If at some point over the past decade you found yourself scrolling through the pages of Feel My Bicep, the infamous dance music blog ran by Irish DJ duo Andy Ferguson and Matt McBriar, you're probably aware of how much they love and appreciate dance music and rave culture. Featuring tracks, mixes, and edits that touch on a wide range of styles from Detroit techno and house to jungle and disco, it showcased their passion for crate digging and for connecting with equally passionate dance music fans.

That passion and extensive knowledge carried over into their eventual DJing gigs as Bicep as well as the original cuts they began turning out a few years ago. Which all leads to their long-awaited proper debut. For those who have kept tabs on what they've been doing in the years leading up to this moment, Bicep is likely to offer everything you have come to expect from the duo by now.

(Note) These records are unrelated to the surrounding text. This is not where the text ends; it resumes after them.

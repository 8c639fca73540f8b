//! Server metrics for observability.
//!
//! Connection- and message-level counters for the WebSocket endpoint.
//! Delivery and signaling counters live with their engines in
//! `cropside_core`; `/health` stitches all of them together.

use serde::{Deserialize, Serialize};
use std::sync::atomic::{AtomicU64, Ordering};
use std::time::Instant;

#[derive(Debug)]
pub struct ServerMetrics {
    /// Currently active WebSocket connections
    pub active_connections: AtomicU64,
    /// Total connections since server start
    pub total_connections: AtomicU64,
    /// Connections dropped before completing the hello handshake
    pub handshake_failures: AtomicU64,
    /// Messages received from clients
    pub messages_received: AtomicU64,
    /// Messages sent to clients
    pub messages_sent: AtomicU64,
    start_time: Instant,
}

impl Default for ServerMetrics {
    fn default() -> Self {
        Self::new()
    }
}

impl ServerMetrics {
    pub fn new() -> Self {
        Self {
            active_connections: AtomicU64::new(0),
            total_connections: AtomicU64::new(0),
            handshake_failures: AtomicU64::new(0),
            messages_received: AtomicU64::new(0),
            messages_sent: AtomicU64::new(0),
            start_time: Instant::now(),
        }
    }

    pub fn connection_opened(&self) {
        self.active_connections.fetch_add(1, Ordering::Relaxed);
        self.total_connections.fetch_add(1, Ordering::Relaxed);
    }

    pub fn connection_closed(&self) {
        self.active_connections.fetch_sub(1, Ordering::Relaxed);
    }

    pub fn handshake_failed(&self) {
        self.handshake_failures.fetch_add(1, Ordering::Relaxed);
    }

    pub fn message_received(&self) {
        self.messages_received.fetch_add(1, Ordering::Relaxed);
    }

    pub fn message_sent(&self) {
        self.messages_sent.fetch_add(1, Ordering::Relaxed);
    }

    pub fn uptime_secs(&self) -> u64 {
        self.start_time.elapsed().as_secs()
    }

    pub fn snapshot(&self) -> MetricsSnapshot {
        MetricsSnapshot {
            active_connections: self.active_connections.load(Ordering::Relaxed),
            total_connections: self.total_connections.load(Ordering::Relaxed),
            handshake_failures: self.handshake_failures.load(Ordering::Relaxed),
            messages_received: self.messages_received.load(Ordering::Relaxed),
            messages_sent: self.messages_sent.load(Ordering::Relaxed),
        }
    }
}

#[derive(Debug, Clone, Serialize, Deserialize)]
pub struct MetricsSnapshot {
    pub active_connections: u64,
    pub total_connections: u64,
    pub handshake_failures: u64,
    pub messages_received: u64,
    pub messages_sent: u64,
}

They treat the album format as a compact version of both their blog and DJ sets, offering sleek modern takes on various styles from UK dance music's history. With its chintzy glowing synths and tinny beat, 'Kites' is a nod to 90s techno, 'Rain' mixes punchy garage house with a haunting and gorgeous Indian vocal that comes creeping up from behind. 'Glue' offers a slowed and understated take on jungle where mournful synths and a looped vocal sample that repeatedly cries out "...and I'm alone" sigh collectively with a sense of longing, while the cinematic synths on 'Drift' give the impression of experiencing an especially tense scene from a psychological thriller.

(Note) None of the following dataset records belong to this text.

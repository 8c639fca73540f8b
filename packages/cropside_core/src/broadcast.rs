//! Workspace broadcast engine.
//!
//! Takes a `workspace-update` from one participant, stamps and appends it to
//! the session's authoritative log, then fans the event out to every *other*
//! current participant. Fan-out is per-recipient unicast over each
//! connection's outbox channel: non-blocking, unordered across senders, and
//! best-effort, so a slow or vanished recipient costs exactly one dropped
//! delivery and nothing else. The registry log remains the source of truth;
//! a (re)joining participant catches up from the snapshot, not from replays.

use std::sync::Arc;
use std::sync::atomic::{AtomicU64, Ordering};

use chrono::Utc;
use serde::{Deserialize, Serialize};
use tracing::warn;

use crate::error::RegistryError;
use crate::models::{SessionEvent, SessionStatus, WorkspaceEvent, WorkspaceEventKind};
use crate::registry::SessionRegistry;

/// Counters for delivery outcomes, in the same shape the server's other
/// metrics use: relaxed atomics plus a serializable snapshot.
#[derive(Debug, Default)]
pub struct DeliveryStats {
    /// Workspace events accepted and appended to a session log.
    pub events_published: AtomicU64,
    /// Individual per-recipient deliveries handed to an outbox.
    pub deliveries_sent: AtomicU64,
    /// Deliveries dropped because a recipient's outbox was full or closed.
    pub deliveries_dropped: AtomicU64,
}

impl DeliveryStats {
    pub fn record_published(&self) {
        self.events_published.fetch_add(1, Ordering::Relaxed);
    }

    pub fn record_sent(&self) {
        self.deliveries_sent.fetch_add(1, Ordering::Relaxed);
    }

    pub fn record_dropped(&self) {
        self.deliveries_dropped.fetch_add(1, Ordering::Relaxed);
    }

    pub fn snapshot(&self) -> DeliverySnapshot {
        DeliverySnapshot {
            events_published: self.events_published.load(Ordering::Relaxed),
            deliveries_sent: self.deliveries_sent.load(Ordering::Relaxed),
            deliveries_dropped: self.deliveries_dropped.load(Ordering::Relaxed),
        }
    }
}

#[derive(Debug, Clone, Serialize, Deserialize)]
pub struct DeliverySnapshot {
    pub events_published: u64,
    pub deliveries_sent: u64,
    pub deliveries_dropped: u64,
}

/// Fan-out engine over the registry's participant outboxes.
pub struct WorkspaceBroadcaster {
    registry: Arc<SessionRegistry>,
    stats: Arc<DeliveryStats>,
}

impl WorkspaceBroadcaster {
    pub fn new(registry: Arc<SessionRegistry>) -> Self {
        Self {
            registry,
            stats: Arc::new(DeliveryStats::default()),
        }
    }

    pub fn stats(&self) -> Arc<DeliveryStats> {
        self.stats.clone()
    }

    /// Stamp, log, and broadcast one workspace update on behalf of `sender_id`.
    ///
    /// The append and the recipient collection happen under the session lock,
    /// so updates from one sender reach each recipient's outbox in submission
    /// order; the sends themselves happen after the lock is released and
    /// never block on a recipient. The sender is excluded; no self-echo.
    ///
    /// Returns the stamped event as stored in the log.
    pub async fn publish(
        &self,
        session_id: &str,
        sender_id: &str,
        kind: WorkspaceEventKind,
        data: serde_json::Value,
    ) -> Result<WorkspaceEvent, RegistryError> {
        let event = WorkspaceEvent {
            kind,
            user_id: sender_id.to_string(),
            data,
            timestamp: Utc::now(),
        };

        let recipients = {
            let handle = self
                .registry
                .lookup(session_id)
                .await
                .ok_or_else(|| RegistryError::SessionNotFound(session_id.to_string()))?;
            let mut state = handle.state.lock().await;
            if state.status == SessionStatus::Closed {
                return Err(RegistryError::SessionClosed(session_id.to_string()));
            }
            state.workspace_log.push(event.clone());
            state
                .participants
                .values()
                .filter(|e| e.info.user_id != sender_id)
                .map(|e| (e.info.user_id.clone(), e.outbox.clone()))
                .collect::<Vec<_>>()
        };

        self.stats.record_published();
        for (user_id, outbox) in recipients {
            let delivery = SessionEvent::WorkspaceUpdated {
                session_id: session_id.to_string(),
                event: event.clone(),
            };
            match outbox.try_send(delivery) {
                Ok(()) => self.stats.record_sent(),
                Err(e) => {
                    // Not retried, not fatal, and invisible to the other
                    // recipients.
                    self.stats.record_dropped();
                    warn!(
                        session = %session_id,
                        recipient = %user_id,
                        "dropping workspace delivery: {}", e
                    );
                }
            }
        }

        Ok(event)
    }
}

#[cfg(test)]
mod tests {
    use super::*;
    use crate::models::{Participant, Role};
    use crate::registry::{Outbox, RegistryConfig};
    use chrono::Utc;
    use tokio::sync::mpsc;

    async fn setup() -> (Arc<SessionRegistry>, WorkspaceBroadcaster) {
        let registry = Arc::new(SessionRegistry::new(RegistryConfig::default()));
        registry.create_session("s-1", "t", "u-0").await.unwrap();
        let broadcaster = WorkspaceBroadcaster::new(registry.clone());
        (registry, broadcaster)
    }

    async fn join(
        registry: &Arc<SessionRegistry>,
        user_id: &str,
        capacity: usize,
    ) -> mpsc::Receiver<SessionEvent> {
        let (tx, rx): (Outbox, _) = mpsc::channel(capacity);
        registry
            .add_participant(
                "s-1",
                Participant {
                    user_id: user_id.to_string(),
                    socket_id: format!("sock-{user_id}"),
                    role: Role::Expert,
                    joined_at: Utc::now(),
                },
                tx,
            )
            .await
            .unwrap();
        rx
    }

    fn drain_workspace_events(rx: &mut mpsc::Receiver<SessionEvent>) -> Vec<WorkspaceEvent> {
        let mut events = Vec::new();
        while let Ok(event) = rx.try_recv() {
            if let SessionEvent::WorkspaceUpdated { event, .. } = event {
                events.push(event);
            }
        }
        events
    }

    #[tokio::test]
    async fn update_reaches_all_other_participants() {
        let (registry, broadcaster) = setup().await;
        let mut rx_a = join(&registry, "a", 32).await;
        let mut rx_b = join(&registry, "b", 32).await;
        let mut rx_c = join(&registry, "c", 32).await;

        broadcaster
            .publish(
                "s-1",
                "a",
                WorkspaceEventKind::Annotation,
                serde_json::json!({"region": "leaf-3"}),
            )
            .await
            .unwrap();

        assert_eq!(drain_workspace_events(&mut rx_b).len(), 1);
        assert_eq!(drain_workspace_events(&mut rx_c).len(), 1);
        // No self-echo.
        assert!(drain_workspace_events(&mut rx_a).is_empty());
    }

    #[tokio::test]
    async fn event_is_stamped_with_sender_and_time() {
        let (registry, broadcaster) = setup().await;
        let _rx_a = join(&registry, "a", 32).await;
        let mut rx_b = join(&registry, "b", 32).await;

        let before = Utc::now();
        let stored = broadcaster
            .publish(
                "s-1",
                "a",
                WorkspaceEventKind::Diagnostic,
                serde_json::json!({"note": "check underside"}),
            )
            .await
            .unwrap();

        assert_eq!(stored.user_id, "a");
        assert!(stored.timestamp >= before);

        let received = drain_workspace_events(&mut rx_b);
        assert_eq!(received[0].user_id, "a");
        assert_eq!(received[0].data["note"], "check underside");
    }

    #[tokio::test]
    async fn per_sender_order_is_preserved_per_recipient() {
        let (registry, broadcaster) = setup().await;
        let _rx_a = join(&registry, "a", 64).await;
        let mut rx_b = join(&registry, "b", 64).await;

        for i in 0..10 {
            broadcaster
                .publish(
                    "s-1",
                    "a",
                    WorkspaceEventKind::Annotation,
                    serde_json::json!({"seq": i}),
                )
                .await
                .unwrap();
        }

        let events = drain_workspace_events(&mut rx_b);
        assert_eq!(events.len(), 10);
        for (i, event) in events.iter().enumerate() {
            assert_eq!(event.data["seq"], i as u64);
        }
    }

    #[tokio::test]
    async fn full_recipient_is_dropped_without_stalling_others() {
        let (registry, broadcaster) = setup().await;
        let _rx_a = join(&registry, "a", 32).await;
        // b's outbox holds a single event and is never drained.
        let mut rx_b = join(&registry, "b", 1).await;
        let mut rx_c = join(&registry, "c", 32).await;
        // Clear c's join notification so b's single slot is free.
        let _ = rx_b.try_recv();

        for i in 0..5 {
            broadcaster
                .publish(
                    "s-1",
                    "a",
                    WorkspaceEventKind::Annotation,
                    serde_json::json!({"seq": i}),
                )
                .await
                .unwrap();
        }

        // c got everything even though b was saturated after one event.
        assert_eq!(drain_workspace_events(&mut rx_c).len(), 5);
        assert_eq!(drain_workspace_events(&mut rx_b).len(), 1);

        let stats = broadcaster.stats().snapshot();
        assert_eq!(stats.events_published, 5);
        assert_eq!(stats.deliveries_dropped, 4);
    }

    #[tokio::test]
    async fn log_is_authoritative_for_late_joiners() {
        let (registry, broadcaster) = setup().await;
        let _rx_a = join(&registry, "a", 32).await;

        broadcaster
            .publish(
                "s-1",
                "a",
                WorkspaceEventKind::Image,
                serde_json::json!({"url": "plot-7.jpg"}),
            )
            .await
            .unwrap();

        // b joins after the fact: no replayed event, but the snapshot has it.
        let (tx, mut rx_b) = mpsc::channel(32);
        let snapshot = registry
            .add_participant(
                "s-1",
                Participant {
                    user_id: "b".into(),
                    socket_id: "sock-b".into(),
                    role: Role::Observer,
                    joined_at: Utc::now(),
                },
                tx,
            )
            .await
            .unwrap();

        assert_eq!(snapshot.workspace_log.len(), 1);
        assert_eq!(snapshot.workspace_log[0].data["url"], "plot-7.jpg");
        assert!(drain_workspace_events(&mut rx_b).is_empty());
    }

    #[tokio::test]
    async fn publish_to_closed_session_fails() {
        let (registry, broadcaster) = setup().await;
        registry.close_session("s-1").await;

        let err = broadcaster
            .publish("s-1", "a", WorkspaceEventKind::Annotation, serde_json::json!({}))
            .await
            .unwrap_err();
        assert_eq!(err, RegistryError::SessionClosed("s-1".into()));
    }

    #[tokio::test]
    async fn publish_to_unknown_session_fails() {
        let registry = Arc::new(SessionRegistry::new(RegistryConfig::default()));
        let broadcaster = WorkspaceBroadcaster::new(registry);
        let err = broadcaster
            .publish("nope", "a", WorkspaceEventKind::Annotation, serde_json::json!({}))
            .await
            .unwrap_err();
        assert_eq!(err, RegistryError::SessionNotFound("nope".into()));
    }
}
//! Server configuration.
//!
//! figment layering: struct defaults → `config.toml` → `CROPSIDE_*` env vars
//! (double underscore nests into sections):
//!
//!   config.toml:     [session]
//!                    idle_timeout_secs = 600
//!
//!   env var:         CROPSIDE_SESSION__IDLE_TIMEOUT_SECS=600

use anyhow::{Context, Result};
use serde::{Deserialize, Serialize};
use std::net::SocketAddr;
use std::path::Path;
use std::time::Duration;

use cropside_core::{RegistryConfig, SignalingConfig};

/// Top-level tunable configuration, deserialized by figment.
#[derive(Clone, Debug, Default, Serialize, Deserialize)]
pub struct FileConfig {
    #[serde(default)]
    pub server: ServerFileConfig,
    #[serde(default)]
    pub session: SessionFileConfig,
    #[serde(default)]
    pub signaling: SignalingFileConfig,
}

/// Bind settings (lives under `[server]` in config.toml).
#[derive(Clone, Debug, Serialize, Deserialize)]
pub struct ServerFileConfig {
    #[serde(default = "default_host")]
    pub host: String,
    #[serde(default = "default_port")]
    pub port: u16,
}

impl Default for ServerFileConfig {
    fn default() -> Self {
        Self {
            host: default_host(),
            port: default_port(),
        }
    }
}

/// Session lifecycle tunables (lives under `[session]`).
#[derive(Clone, Debug, Serialize, Deserialize)]
pub struct SessionFileConfig {
    /// Empty-roster sessions older than this are closed by the sweep.
    #[serde(default = "default_idle_timeout")]
    pub idle_timeout_secs: u64,
    #[serde(default = "default_sweep_interval")]
    pub sweep_interval_secs: u64,
}

impl Default for SessionFileConfig {
    fn default() -> Self {
        Self {
            idle_timeout_secs: default_idle_timeout(),
            sweep_interval_secs: default_sweep_interval(),
        }
    }
}

/// Peer negotiation tunables (lives under `[signaling]`).
#[derive(Clone, Debug, Serialize, Deserialize)]
pub struct SignalingFileConfig {
    #[serde(default = "default_negotiation_timeout")]
    pub negotiation_timeout_secs: u64,
    /// TURN relay URL; enables the turn-retry fallback when set.
    #[serde(default)]
    pub turn_server_url: Option<String>,
}

impl Default for SignalingFileConfig {
    fn default() -> Self {
        Self {
            negotiation_timeout_secs: default_negotiation_timeout(),
            turn_server_url: None,
        }
    }
}

fn default_host() -> String {
    "127.0.0.1".to_string()
}
fn default_port() -> u16 {
    8090
}
fn default_idle_timeout() -> u64 {
    900
}
fn default_sweep_interval() -> u64 {
    60
}
fn default_negotiation_timeout() -> u64 {
    10
}

/// Resolved runtime configuration.
#[derive(Clone, Debug)]
pub struct AppConfig {
    pub host: String,
    pub port: u16,
    pub registry: RegistryConfig,
    pub signaling: SignalingConfig,
}

impl AppConfig {
    pub fn from_file(fc: &FileConfig) -> Self {
        Self {
            host: fc.server.host.clone(),
            port: fc.server.port,
            registry: RegistryConfig {
                idle_timeout: Duration::from_secs(fc.session.idle_timeout_secs),
                sweep_interval: Duration::from_secs(fc.session.sweep_interval_secs),
            },
            signaling: SignalingConfig {
                negotiation_timeout: Duration::from_secs(fc.signaling.negotiation_timeout_secs),
                turn_server_url: fc.signaling.turn_server_url.clone(),
            },
        }
    }

    pub fn bind_addr(&self) -> Result<SocketAddr> {
        format!("{}:{}", self.host, self.port)
            .parse()
            .with_context(|| format!("invalid bind address {}:{}", self.host, self.port))
    }
}

/// Load configuration, layering defaults → config file → env vars.
///
/// When `config_path` is `None`, `config.toml` in the working directory is
/// used if present.
pub fn load(config_path: Option<&Path>) -> Result<AppConfig> {
    use figment::{
        Figment,
        providers::{Env, Format, Serialized, Toml},
    };

    let path = config_path.unwrap_or_else(|| Path::new("config.toml"));
    let figment = Figment::from(Serialized::defaults(FileConfig::default()))
        .merge(Toml::file(path))
        .merge(Env::prefixed("CROPSIDE_").split("__"));

    let file: FileConfig = figment.extract().context("invalid configuration")?;
    Ok(AppConfig::from_file(&file))
}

The music as a whole isn't as immersive as you would expect it to feel at first. Instead it works on a more subconscious level, gradually drawing you in with a subtle pull. That seeming lack of immediacy does nothing to take away from how enjoyable many of the highlights here are, and the album is well-paced in such a way that it never lingers longer than it needs to. And after years of crate digging and honing their skills it's obvious the kind of craftsmanship Bicep are capable of as producers.

Even at that, it's hard to overlook how many of the songs here seem to lack any real personality. You almost get the impression from listening to this set that Bicep are for whatever reason restraining their more adventurous side and instead of exploring the possibilities of their influences, their music instead comes up feeling a little indistinct at times. Still that shouldn't take away from the experience giving yourself over to an hour's worth of some the UK's better-known dance scenes distilled into a well produced single space.